EXERCISE REQUIREMENTS: Once you reach the end of the data, transcribe all of it exactly.

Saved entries
=====

/// Schema block: validates the scalar input against a JSON Schema
///
/// Expected params: { "schema": { "type": "object", "required": ["id"] } }
/// On success the input passes through unchanged as the response body.

use crate::context::response::BlockOutput;
use crate::runtime::block::{Block, BlockContext};
use crate::workflow::types::BlockKind;
use async_trait::async_trait;
use serde_json::Value;

/// Status of a failed validation
pub const VALIDATION_FAILED_STATUS: u16 = 422;

#[derive(Debug, Clone, Copy, Default)]
pub struct SchemaBlock;

/// Check that `schema` compiles; used when a DAG is loaded
pub fn compile_check(schema: &Value) -> Result<(), String> {
    jsonschema::validator_for(schema)
        .map(|_| ())
        .map_err(|e| format!("invalid JSON Schema: {}", e))
}

#[async_trait]
impl Block for SchemaBlock {
    async fn execute(&self, ctx: &BlockContext) -> BlockOutput {
        let BlockKind::Schema(params) = ctx.params() else {
            return ctx.fail(500, "Schema block invoked with foreign params").into();
        };

        let validator = match jsonschema::validator_for(&params.schema) {
            Ok(validator) => validator,
            Err(e) => return ctx.fail(500, format!("Invalid schema: {}", e)).into(),
        };

        let input = ctx.scalar_input();
        let messages: Vec<String> = validator
            .iter_errors(input)
            .map(|e| {
                let path = e.instance_path.to_string();
                if path.is_empty() {
                    e.to_string()
                } else {
                    format!("{}: {}", path, e)
                }
            })
            .collect();

        if messages.is_empty() {
            tracing::debug!("✅ Schema validation passed for '{}'", ctx.block_name());
            ctx.respond(input.clone()).into()
        } else {
            tracing::debug!(
                "🚫 Schema validation failed for '{}' with {} error(s)",
                ctx.block_name(),
                messages.len()
            );
            ctx.fail(VALIDATION_FAILED_STATUS, messages.join("; ")).into()
        }
    }
}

=====

WRITTEN ANSWER:
/// Schema block: validates the scalar input against a JSON Schema
///
/// Expected params: { "schema": { "type": "object", "required": ["id"] } }
/// On success the input passes through unchanged as the response body.

use crate::context::response::BlockOutput;
use crate::runtime::block::{Block, BlockContext};
use crate::workflow::types::BlockKind;
use async_trait::async_trait;
use serde_json::Value;

/// Status of a failed validation
pub const VALIDATION_FAILED_STATUS: u16 = 422;

#[derive(Debug, Clone, Copy, Default)]
pub struct SchemaBlock;

/// Check that `schema` compiles; used when a DAG is loaded
pub fn compile_check(schema: &Value) -> Result<(), String> {
    jsonschema::validator_for(schema)
        .map(|_| ())
        .map_err(|e| format!("invalid JSON Schema: {}", e))
}

#[async_trait]
impl Block for SchemaBlock {
    async fn execute(&self, ctx: &BlockContext) -> BlockOutput {
        let BlockKind::Schema(params) = ctx.params() else {
            return ctx.fail(500, "Schema block invoked with foreign params").into();
        };

        let validator = match jsonschema::validator_for(&params.schema) {
            Ok(validator) => validator,
            Err(e) => return ctx.fail(500, format!("Invalid schema: {}", e)).into(),
        };

        let input = ctx.scalar_input();
        let messages: Vec<String> = validator
            .iter_errors(input)
            .map(|e| {
                let path = e.instance_path.to_string();
                if path.is_empty() {
                    e.to_string()
                } else {
                    format!("{}: {}", path, e)
                }
            })
            .collect();

        if messages.is_empty() {
            tracing::debug!("✅ Schema validation passed for '{}'", ctx.block_name());
            ctx.respond(input.clone()).into()
        } else {
            tracing::debug!(
                "🚫 Schema validation failed for '{}' with {} error(s)",
                ctx.block_name(),
                messages.len()
            );
            ctx.fail(VALIDATION_FAILED_STATUS, messages.join("; ")).into()
        }
    }
}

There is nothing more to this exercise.